Artık aşı olan kişi sayısının çoğalması, yasakların kalkması ve sınırların açılmasıyla daha çok seyahat edebileceğimi umuyorum. En son görüşmemizden bu yana Bolu’daki Hindiba Dağ Evi’nde bir kış inzivası, Kaş’taki Kuytu Teras’ta bir yaz inzivası yaptım. Aşağıda buralardan çektiğim iki fotoğrafı ve bu aralar bana ilham veren birkaç şeyi paylaşıyorum. Siz de ilham aldıklarınızı yorumlara yazar, bu mektubu arkadaşlarınızla paylaşırsanız çok sevinirim. Zira bu mektuplar da benim bir çeşit oyun ve oyun dediğimiz şey oyun arkadaşlarıyla güzel.

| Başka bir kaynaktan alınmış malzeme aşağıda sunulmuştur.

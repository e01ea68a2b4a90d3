//! Client mode: options from flags, output to terminal and clipboard.

mod args;
mod context;
pub mod prompts;
pub mod quiet;

use std::process::ExitCode;

use tracing::debug;

pub use args::Args;
pub use context::Context;

use crate::settings::Settings;

/// Run client mode to completion.
pub fn run(args: Args) -> ExitCode {
    Context::new(args).run()
}

/// Saved defaults, or factory defaults if they cannot be read.
pub fn load_settings() -> Settings {
    Settings::load_from_file().unwrap_or_else(|e| {
        debug!(error = %e, "falling back to default settings");
        prompts::warn(&format!("Failed to load settings: {e}"));
        Settings::default()
    })
}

Oyun/mektup arkadaşınızdan sevgiler,
Özge.
Ankara, 2021.
Bu aralar ilham aldıklarım:
Kavanoz kapağıyla kendi kendine oyun oynayan bu karga, son zamanlarda internette gördüğüm en güzel şey.
Kendisini takip ederek ve mektuplarına üye olarak çok şey öğrendiğim çift terapisti Esther Perel Where Should We Begin adında bir kart oyunu yarattı. Oyunun henüz ABD dışına gönderimi olmasa da içeriği takip etmeye değer.

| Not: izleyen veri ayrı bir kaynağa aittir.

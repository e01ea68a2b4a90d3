//! CLI context - bundles settings and flags for client mode.

use std::num::NonZeroUsize;
use std::path::PathBuf;
use std::process::ExitCode;

use tracing::debug;

use super::{Args, load_settings, prompts, quiet};
use crate::pass::{self, Password, output};
use crate::settings::{Settings, SettingsError};

/// Why `execute` stopped early.
enum Halt {
    /// Nothing left to do; not an error.
    Done,
    Failed,
}

/// Application context for client mode.
pub struct Context {
    settings: Settings,
    args: Args,
}

impl Context {
    pub fn new(args: Args) -> Self {
        Self {
            settings: load_settings(),
            args,
        }
    }

    pub fn run(&mut self) -> ExitCode {
        match self.execute() {
            Ok(()) | Err(Halt::Done) => ExitCode::SUCCESS,
            Err(Halt::Failed) => ExitCode::FAILURE,
        }
    }

    fn execute(&mut self) -> Result<(), Halt> {
        self.handle_reset()?;
        self.apply_flags();
        quiet::set(self.settings.quiet);
        self.handle_save()?;
        self.generate_output()
    }

    fn handle_reset(&mut self) -> Result<(), Halt> {
        if !self.args.reset {
            return Ok(());
        }
        quiet::set(self.args.quiet);
        self.settings = Settings::default();
        report_save(self.settings.save_to_file(), "reset")?;
        Err(Halt::Done)
    }

    /// Apply CLI flags on top of the saved settings.
    fn apply_flags(&mut self) {
        if let Some(length) = self.args.length {
            self.settings.length = length;
        }
        if let Some(source) = self.args.source {
            self.settings.source = source;
        }
        self.settings.options = self.args.apply_to(self.settings.options);
        self.settings.quiet |= self.args.quiet;
    }

    fn handle_save(&self) -> Result<(), Halt> {
        if !self.args.save {
            return Ok(());
        }
        report_save(self.settings.save_to_file(), "save")
    }

    /// Generate the requested batch and hand it to the result sink.
    fn generate_output(&self) -> Result<(), Halt> {
        let count = self.args.number.map_or(1, NonZeroUsize::get);
        let request = self.settings.request();
        let mut rng = self.settings.source.rng();
        debug!(
            count,
            length = request.length.get(),
            source = self.settings.source.name(),
            "client mode"
        );

        let passwords = generate_batch(&request, &mut rng, count).map_err(|e| {
            output::report(&e);
            Halt::Failed
        })?;

        output::show(&passwords);
        if self.args.clipboard {
            output::copy_to_clipboard(&passwords);
        }
        Ok(())
    }
}

/// Confirm a settings write, or report it and stop the run.
fn report_save(result: Result<PathBuf, SettingsError>, action: &str) -> Result<(), Halt> {
    match result {
        Ok(path) => {
            prompts::settings_saved(&path);
            Ok(())
        }
        Err(e) => {
            prompts::error(&format!("Failed to {action} settings: {e}"));
            Err(Halt::Failed)
        }
    }
}

/// Generate `count` passwords, stopping at the first failure.
fn generate_batch<R: rand::Rng>(
    request: &pass::GenerationRequest,
    rng: &mut R,
    count: usize,
) -> Result<Vec<Password>, pass::GenerationError> {
    (0..count).map(|_| pass::generate(request, rng)).collect()
}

Perel’in oyununun bir benzerini, uzun süredir takip ettiğim We Are Not Really Strangers hareketi yapıyordu. Sorularının çoğu Instagram hesaplarında görülebilir. (Warning: Feelings may arise!)

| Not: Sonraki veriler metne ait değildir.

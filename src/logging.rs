//! Tracing subscriber setup.

use tracing_subscriber::EnvFilter;

/// Overrides the verbosity flag when set, e.g. `PASSFORGE_LOG=passforge=trace`.
const ENV_VAR: &str = "PASSFORGE_LOG";

fn default_directive(verbosity: u8) -> &'static str {
    match verbosity {
        0 => "passforge=warn",
        1 => "passforge=debug",
        _ => "passforge=trace",
    }
}

/// Log to stderr so stdout stays clean for piped passwords.
pub fn init(verbosity: u8) {
    let filter = EnvFilter::try_from_env(ENV_VAR)
        .unwrap_or_else(|_| EnvFilter::new(default_directive(verbosity)));

    let _ = tracing_subscriber::fmt()
        .with_env_filter(filter)
        .with_writer(std::io::stderr)
        .with_target(false)
        .try_init();
}

#[cfg(test)]
mod tests {
    use super::*;

    #[test]
    fn verbosity_levels() {
        assert_eq!(default_directive(0), "passforge=warn");
        assert_eq!(default_directive(1), "passforge=debug");
        assert_eq!(default_directive(5), "passforge=trace");
    }
}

Eğer henüz izlemediyseniz, çok severek takip ettiğim ve izlerken içimdeki tasarımcıyla daha yakından temas kurduğum Netflix’teki Abstract: The Art of Design belgesel dizisini tavsiye ederim.
Ben yazları daha üretken biriyim ama yazın bizi neden tembelleştirdiğine dair bu New Yorker makalesi bana ilginç geldi.